What underlies this high variation of SH regions? First, DNA double-strand breaks (DSBs) are repaired by either HR or nonhomologous end joining. Vegetative cell cycle of the wild-type S. pombe strain lacks G1 phase because cells already possess sufficient mass to proceed to S phase when the previous mitosis is completed. Therefore, ~80% period of the S. pombe cell cycle is G2 phase, when HR predominates for DSB repair42. Because of the high sequence identities among SH regions, DNA repair by HR may occur frequently between SH regions of different chromosomes (interchromosomal repairs), as well as between sister chromosomes (intrachromosomal repairs), which causes gross rearrangement of chromosomes. Second, repetitive sequences within SH regions may be recognized by HR machineries, causing amplification or deletion of the repeat units. Third, repetitive sequences, including S. pombe telomeres and subtelomeres, are regions intrinsically difficult to replicate during S phase43,44,45. Replication fork collapse and erosion of telomeres and subtelomeres can result in formation of single-ended DNA breaks that are repaired by break-induced replication (BIR)46. Recent studies suggested that BIR is a highly inaccurate DNA repair mechanism, and causes high levels of mutations and chromosome rearrangements47,48,49,50,51,52. Therefore, BIR may cause high rates of mutations and chromosome rearrangements in SH regions. Fourth, the SH-D region serve as a fusion point of chromosome circularization when telomeres are lost53. S. pombe has only three chromosomes, which enables cells to survive telomere crisis by self-circularization of each chromosome29. Chromosome end fusions of Ch1 and Ch2 take place between H1–5 and their inverted sequences, H1′–5′, which are located in blocks I, II, and V (Fig. 5b, pink arrows)53. It is possible that chromosome circularization and re-linearization promote chromosome rearrangement of SH-D regions.
Importantly, in the subtelomeres (i.e., the SH and SU regions) of S. pombe, there is no gene essential for cell growth under normal culture conditions, and deletion of all SH regions does not affect cell growth per se21. Genomes of other species also contain multiple copies of the same genes in SH regions. This may explain why cells can continue to grow, even with mutations in SH (and SU) regions, resulting in the accumulation of mutations. The SU regions are known to form knob bodies that are highly condensed chromatin structures, which may prevent precise DNA replication or normal DNA repair, and causes the accumulation of nucleotide alterations21,24 (Fig. 9).

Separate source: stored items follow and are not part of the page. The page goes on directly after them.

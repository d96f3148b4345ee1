use axum::{
    extract::{Path, Query, State},
    http::StatusCode,
    response::{IntoResponse, Json, Response},
    routing::{get, post, put},
    Router,
};
use serde::{Deserialize, Serialize};
use serde_json::json;
use std::sync::Arc;

use crate::alert::AlertEvent;
use crate::config::{ThresholdConfig, ThresholdUpdate};
use crate::context::{BrokerSnapshots, HealthReport, MonitorContext};
use crate::emergency::{
    CancelReport, EmergencyEvent, EmergencyState, EmergencyStopReport, ForceLogoutReport,
    SettlementPolicy,
};
use crate::models::OrderRequest;
use crate::monitor::activity::{ActivitySnapshot, InstrumentCounters};
use crate::monitor::connection::{ConnectionSnapshot, TransitionRecord};
use crate::validator::ValidationResult;

const DEFAULT_LIMIT: usize = 50;
const MAX_LIMIT: usize = 1000;

/// Create the control API router
pub fn create_router(ctx: Arc<MonitorContext>) -> Router {
    Router::new()
        .route("/health", get(health_check))
        .route("/api/connection", get(get_connection))
        .route("/api/activity", get(get_activity))
        .route("/api/alerts", get(get_alerts))
        .route("/api/snapshots", get(get_snapshots))
        .route("/api/thresholds", get(get_thresholds).put(update_thresholds))
        .route("/api/emergency", get(get_emergency))
        .route("/api/emergency/pause", post(pause_trading))
        .route("/api/emergency/resume", post(resume_trading))
        .route("/api/emergency/stop", post(emergency_stop))
        .route("/api/emergency/logout", post(force_logout))
        .route("/api/emergency/strategies/stop", post(stop_strategy))
        .route("/api/emergency/strategies/resume", post(resume_strategy))
        .route("/api/emergency/cancel-all", post(cancel_all))
        .route("/api/emergency/cancel/:instrument_id", post(cancel_by_instrument))
        .route("/api/emergency/settlement/confirm", post(confirm_settlement))
        .route("/api/emergency/settlement/policy", put(set_settlement_policy))
        .route("/api/orders/validate", post(validate_order))
        .with_state(ctx)
}

// ===== Route Handlers =====

async fn health_check(State(ctx): State<Arc<MonitorContext>>) -> Json<HealthResponse> {
    Json(HealthResponse {
        version: env!("CARGO_PKG_VERSION").to_string(),
        report: ctx.health(),
    })
}

async fn get_connection(
    State(ctx): State<Arc<MonitorContext>>,
    Query(params): Query<LimitQuery>,
) -> Json<ConnectionResponse> {
    Json(ConnectionResponse {
        snapshot: ctx.connection.snapshot(),
        transitions: ctx.connection.history(params.limit()),
    })
}

async fn get_activity(
    State(ctx): State<Arc<MonitorContext>>,
    Query(params): Query<TopQuery>,
) -> Json<ActivityResponse> {
    let snapshot = ctx.activity.snapshot();
    let top = snapshot.top_instruments(params.top.unwrap_or(10).min(MAX_LIMIT));
    Json(ActivityResponse { snapshot, top })
}

async fn get_alerts(
    State(ctx): State<Arc<MonitorContext>>,
    Query(params): Query<LimitQuery>,
) -> Json<AlertsResponse> {
    let alerts = ctx.alerts.history(params.limit());
    Json(AlertsResponse {
        count: alerts.len(),
        alerts,
    })
}

async fn get_snapshots(State(ctx): State<Arc<MonitorContext>>) -> Json<BrokerSnapshots> {
    Json(ctx.broker_snapshots())
}

async fn get_thresholds(State(ctx): State<Arc<MonitorContext>>) -> Json<ThresholdConfig> {
    Json(ctx.thresholds.config())
}

async fn update_thresholds(
    State(ctx): State<Arc<MonitorContext>>,
    Json(update): Json<ThresholdUpdate>,
) -> Json<ThresholdConfig> {
    Json(ctx.thresholds.update_config(&update))
}

async fn get_emergency(
    State(ctx): State<Arc<MonitorContext>>,
    Query(params): Query<LimitQuery>,
) -> Json<EmergencyResponse> {
    Json(EmergencyResponse {
        state: ctx.emergency.state(),
        events: ctx.emergency.events(params.limit()),
    })
}

async fn pause_trading(
    State(ctx): State<Arc<MonitorContext>>,
    Json(body): Json<ReasonBody>,
) -> Result<Json<EmergencyState>, ApiError> {
    let reason = body.reason()?;
    Ok(Json(ctx.emergency.pause_trading(reason)))
}

async fn resume_trading(
    State(ctx): State<Arc<MonitorContext>>,
    Json(body): Json<ReasonBody>,
) -> Result<Json<EmergencyState>, ApiError> {
    let reason = body.reason()?;
    Ok(Json(ctx.emergency.resume_trading(reason)))
}

async fn emergency_stop(
    State(ctx): State<Arc<MonitorContext>>,
    Json(body): Json<ReasonBody>,
) -> Result<Json<EmergencyStopReport>, ApiError> {
    let reason = body.reason()?;
    Ok(Json(ctx.emergency.emergency_stop(reason).await))
}

async fn force_logout(
    State(ctx): State<Arc<MonitorContext>>,
    Json(body): Json<ReasonBody>,
) -> Result<Json<ForceLogoutReport>, ApiError> {
    let reason = body.reason()?;
    Ok(Json(ctx.emergency.force_logout(reason).await))
}

/// Without a `strategy_id` every strategy is stopped
async fn stop_strategy(
    State(ctx): State<Arc<MonitorContext>>,
    Json(body): Json<StrategyBody>,
) -> Result<Json<EmergencyState>, ApiError> {
    let reason = body.reason()?;
    Ok(Json(ctx.emergency.stop_strategy(body.strategy_id.as_deref(), reason)))
}

async fn resume_strategy(
    State(ctx): State<Arc<MonitorContext>>,
    Json(body): Json<StrategyBody>,
) -> Result<Json<EmergencyState>, ApiError> {
    let reason = body.reason()?;
    Ok(Json(ctx.emergency.resume_strategy(body.strategy_id.as_deref(), reason)))
}

async fn cancel_all(State(ctx): State<Arc<MonitorContext>>) -> Json<CancelReport> {
    Json(ctx.emergency.cancel_all().await)
}

async fn cancel_by_instrument(
    State(ctx): State<Arc<MonitorContext>>,
    Path(instrument_id): Path<String>,
) -> Json<CancelReport> {
    Json(ctx.emergency.cancel_by_instrument(&instrument_id).await)
}

async fn confirm_settlement(State(ctx): State<Arc<MonitorContext>>) -> Json<EmergencyState> {
    Json(ctx.emergency.confirm_settlement())
}

async fn set_settlement_policy(
    State(ctx): State<Arc<MonitorContext>>,
    Json(body): Json<PolicyBody>,
) -> Json<EmergencyState> {
    Json(ctx.emergency.set_settlement_policy(body.policy))
}

/// Dry-run validation; never submits
async fn validate_order(
    State(ctx): State<Arc<MonitorContext>>,
    Json(request): Json<OrderRequest>,
) -> Json<ValidationResult> {
    Json(ctx.validate_dry_run(&request))
}

// ===== Request/Response Types =====

#[derive(Deserialize)]
struct LimitQuery {
    limit: Option<usize>,
}

impl LimitQuery {
    fn limit(&self) -> usize {
        self.limit.unwrap_or(DEFAULT_LIMIT).min(MAX_LIMIT)
    }
}

#[derive(Deserialize)]
struct TopQuery {
    top: Option<usize>,
}

#[derive(Deserialize)]
struct ReasonBody {
    reason: String,
}

impl ReasonBody {
    fn reason(&self) -> Result<&str, ApiError> {
        non_empty_reason(&self.reason)
    }
}

#[derive(Deserialize)]
struct StrategyBody {
    reason: String,
    #[serde(default)]
    strategy_id: Option<String>,
}

impl StrategyBody {
    fn reason(&self) -> Result<&str, ApiError> {
        non_empty_reason(&self.reason)
    }
}

fn non_empty_reason(reason: &str) -> Result<&str, ApiError> {
    let reason = reason.trim();
    if reason.is_empty() {
        return Err(ApiError::BadRequest("reason must not be empty".to_string()));
    }
    Ok(reason)
}

#[derive(Deserialize)]
struct PolicyBody {
    policy: SettlementPolicy,
}

#[derive(Serialize, Deserialize)]
struct HealthResponse {
    version: String,
    #[serde(flatten)]
    report: HealthReport,
}

#[derive(Serialize, Deserialize)]
struct ConnectionResponse {
    snapshot: ConnectionSnapshot,
    transitions: Vec<TransitionRecord>,
}

#[derive(Serialize, Deserialize)]
struct ActivityResponse {
    snapshot: ActivitySnapshot,
    top: Vec<(String, InstrumentCounters)>,
}

#[derive(Serialize, Deserialize)]
struct AlertsResponse {
    count: usize,
    alerts: Vec<AlertEvent>,
}

#[derive(Serialize, Deserialize)]
struct EmergencyResponse {
    state: EmergencyState,
    events: Vec<EmergencyEvent>,
}

// ===== Error Handling =====

#[derive(Debug)]
enum ApiError {
    BadRequest(String),
}

impl IntoResponse for ApiError {
    fn into_response(self) -> Response {
        let (status, message) = match &self {
            ApiError::BadRequest(msg) => (StatusCode::BAD_REQUEST, msg.clone()),
        };

        let body = Json(json!({
            "error": message,
        }));

        (status, body).into_response()
    }
}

Surprisingly, the tlh genes in 972SD4 contain no nonsense mutation in their ORFs, although they contained various mutations compared with the tlh2 gene in PomBase. We found that some of the mutations cause alterations in the amino acid sequences of the conserved RecQ motif (Supplementary Fig. 11). Absence of premature termination codon is important for suppression of mRNA degradation mediated by the NMD (nonsense-mediated mRNA decay) mechanism54. Thus, it is likely that the principal function of the tlh genes is to produce RNAs containing dh sequences, and that presence of the tlh ORFs is advantageous for their normal RNA expression, which induces heterochromatin formation. Although a previous study suggested that the tlh genes are involved in survival after telomere shortening55, functions of the Tlh protein is not clarified yet.
Over 70 years since Dr. Urs Leupold isolated S. pombe standard strains, 968 (h90), 972 (h−), and 975 (h+), from the Delft culture26, it has been believed that these three strains possess almost the same genetic information except for the mating-type genes. This and previous studies have shown that 972 has no SH sequence in Ch3, whereas some of its descendent strains possess SH region(s) with SAS in Ch321,27,28 (Fig. 6 and Supplementary Fig. 1). It is noteworthy that the SAS sequence is absent from the genome of 972. The three standard strains have been traveling over the world to produce numerous number of descendent strains through mating and meiosis56. Therefore, the assumption is that 968 and/or 975 had already had SH region(s) in Ch3 when they were first isolated.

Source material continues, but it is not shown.